Stored items:
——————————

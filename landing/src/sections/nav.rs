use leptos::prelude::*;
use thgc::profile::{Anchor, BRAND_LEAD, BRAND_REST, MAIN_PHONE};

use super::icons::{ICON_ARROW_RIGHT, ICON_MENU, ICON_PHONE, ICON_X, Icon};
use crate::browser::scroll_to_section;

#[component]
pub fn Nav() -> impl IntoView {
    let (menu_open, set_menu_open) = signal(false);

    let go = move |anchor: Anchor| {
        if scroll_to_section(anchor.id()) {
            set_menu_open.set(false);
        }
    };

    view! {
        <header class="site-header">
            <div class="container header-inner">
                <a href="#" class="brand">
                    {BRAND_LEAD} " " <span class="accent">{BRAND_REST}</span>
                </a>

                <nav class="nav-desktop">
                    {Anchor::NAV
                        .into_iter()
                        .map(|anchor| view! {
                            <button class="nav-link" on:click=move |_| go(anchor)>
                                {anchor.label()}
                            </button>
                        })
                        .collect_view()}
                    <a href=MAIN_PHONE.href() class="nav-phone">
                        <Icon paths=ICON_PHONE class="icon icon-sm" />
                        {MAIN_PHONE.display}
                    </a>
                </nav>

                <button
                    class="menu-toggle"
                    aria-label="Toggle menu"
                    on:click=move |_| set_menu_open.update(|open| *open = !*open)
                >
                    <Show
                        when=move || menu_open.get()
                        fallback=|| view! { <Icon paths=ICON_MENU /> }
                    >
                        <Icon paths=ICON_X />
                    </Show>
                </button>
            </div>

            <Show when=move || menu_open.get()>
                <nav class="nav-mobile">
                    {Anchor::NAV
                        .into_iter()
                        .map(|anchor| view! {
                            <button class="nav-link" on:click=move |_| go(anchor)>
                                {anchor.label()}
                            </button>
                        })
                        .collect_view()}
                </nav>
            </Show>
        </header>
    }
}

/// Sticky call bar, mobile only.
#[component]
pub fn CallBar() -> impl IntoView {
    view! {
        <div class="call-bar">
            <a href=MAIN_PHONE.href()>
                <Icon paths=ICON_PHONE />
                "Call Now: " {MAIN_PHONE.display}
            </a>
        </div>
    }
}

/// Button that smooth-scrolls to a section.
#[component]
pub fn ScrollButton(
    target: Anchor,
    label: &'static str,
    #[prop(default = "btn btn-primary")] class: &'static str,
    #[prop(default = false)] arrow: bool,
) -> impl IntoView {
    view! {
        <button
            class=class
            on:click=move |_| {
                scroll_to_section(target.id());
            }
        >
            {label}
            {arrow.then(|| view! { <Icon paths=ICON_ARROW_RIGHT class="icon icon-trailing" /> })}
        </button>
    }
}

——————————

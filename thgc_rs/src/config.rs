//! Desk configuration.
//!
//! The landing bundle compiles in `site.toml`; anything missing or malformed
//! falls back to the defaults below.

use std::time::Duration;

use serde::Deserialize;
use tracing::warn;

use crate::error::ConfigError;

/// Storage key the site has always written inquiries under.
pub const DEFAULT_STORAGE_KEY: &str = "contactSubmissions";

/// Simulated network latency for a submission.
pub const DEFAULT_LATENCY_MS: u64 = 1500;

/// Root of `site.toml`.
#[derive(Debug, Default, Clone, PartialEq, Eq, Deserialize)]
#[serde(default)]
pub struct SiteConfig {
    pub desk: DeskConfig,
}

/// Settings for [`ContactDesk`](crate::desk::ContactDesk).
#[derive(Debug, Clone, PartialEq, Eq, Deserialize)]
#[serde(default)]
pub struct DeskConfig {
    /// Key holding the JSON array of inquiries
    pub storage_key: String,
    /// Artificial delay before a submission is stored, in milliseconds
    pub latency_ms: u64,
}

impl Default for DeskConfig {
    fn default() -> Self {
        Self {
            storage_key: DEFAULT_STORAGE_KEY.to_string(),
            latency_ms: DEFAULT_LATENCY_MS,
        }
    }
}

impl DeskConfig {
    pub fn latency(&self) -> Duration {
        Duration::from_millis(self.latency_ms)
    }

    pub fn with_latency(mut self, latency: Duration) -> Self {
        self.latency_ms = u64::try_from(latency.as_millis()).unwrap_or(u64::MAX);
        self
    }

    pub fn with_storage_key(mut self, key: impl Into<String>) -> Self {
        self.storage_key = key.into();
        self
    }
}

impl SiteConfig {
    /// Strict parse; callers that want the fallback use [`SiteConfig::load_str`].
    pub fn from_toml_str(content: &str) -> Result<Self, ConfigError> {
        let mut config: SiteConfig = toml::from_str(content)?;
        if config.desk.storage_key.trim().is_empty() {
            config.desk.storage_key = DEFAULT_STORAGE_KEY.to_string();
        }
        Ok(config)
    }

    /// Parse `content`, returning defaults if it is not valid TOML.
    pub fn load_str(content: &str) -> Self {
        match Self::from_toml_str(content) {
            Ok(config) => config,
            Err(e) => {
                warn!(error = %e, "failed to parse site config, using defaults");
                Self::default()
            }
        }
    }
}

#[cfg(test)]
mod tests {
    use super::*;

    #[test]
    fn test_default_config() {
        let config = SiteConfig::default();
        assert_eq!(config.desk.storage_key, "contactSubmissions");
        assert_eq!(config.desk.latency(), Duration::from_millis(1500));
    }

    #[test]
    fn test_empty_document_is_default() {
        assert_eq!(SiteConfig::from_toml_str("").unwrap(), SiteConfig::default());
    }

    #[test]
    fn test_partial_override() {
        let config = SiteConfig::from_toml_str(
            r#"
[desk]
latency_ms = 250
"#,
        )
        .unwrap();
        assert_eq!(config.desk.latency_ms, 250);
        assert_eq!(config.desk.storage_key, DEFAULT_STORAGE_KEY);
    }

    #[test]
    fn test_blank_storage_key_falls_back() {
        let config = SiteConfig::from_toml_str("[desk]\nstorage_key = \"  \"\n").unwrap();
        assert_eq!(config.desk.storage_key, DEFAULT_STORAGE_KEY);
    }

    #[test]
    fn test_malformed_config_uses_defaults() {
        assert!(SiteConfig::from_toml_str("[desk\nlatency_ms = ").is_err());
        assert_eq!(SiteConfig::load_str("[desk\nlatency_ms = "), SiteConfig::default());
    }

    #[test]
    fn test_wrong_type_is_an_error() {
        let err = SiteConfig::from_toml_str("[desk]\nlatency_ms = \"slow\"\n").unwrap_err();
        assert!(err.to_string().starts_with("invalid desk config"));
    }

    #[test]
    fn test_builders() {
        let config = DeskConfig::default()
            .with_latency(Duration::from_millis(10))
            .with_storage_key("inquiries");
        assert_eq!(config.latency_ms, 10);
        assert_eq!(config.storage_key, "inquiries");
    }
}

——————————

Which of the lines above hold the string "header"? Pick each of them out.

        <header class="site-header">
            <div class="container header-inner">
        </header>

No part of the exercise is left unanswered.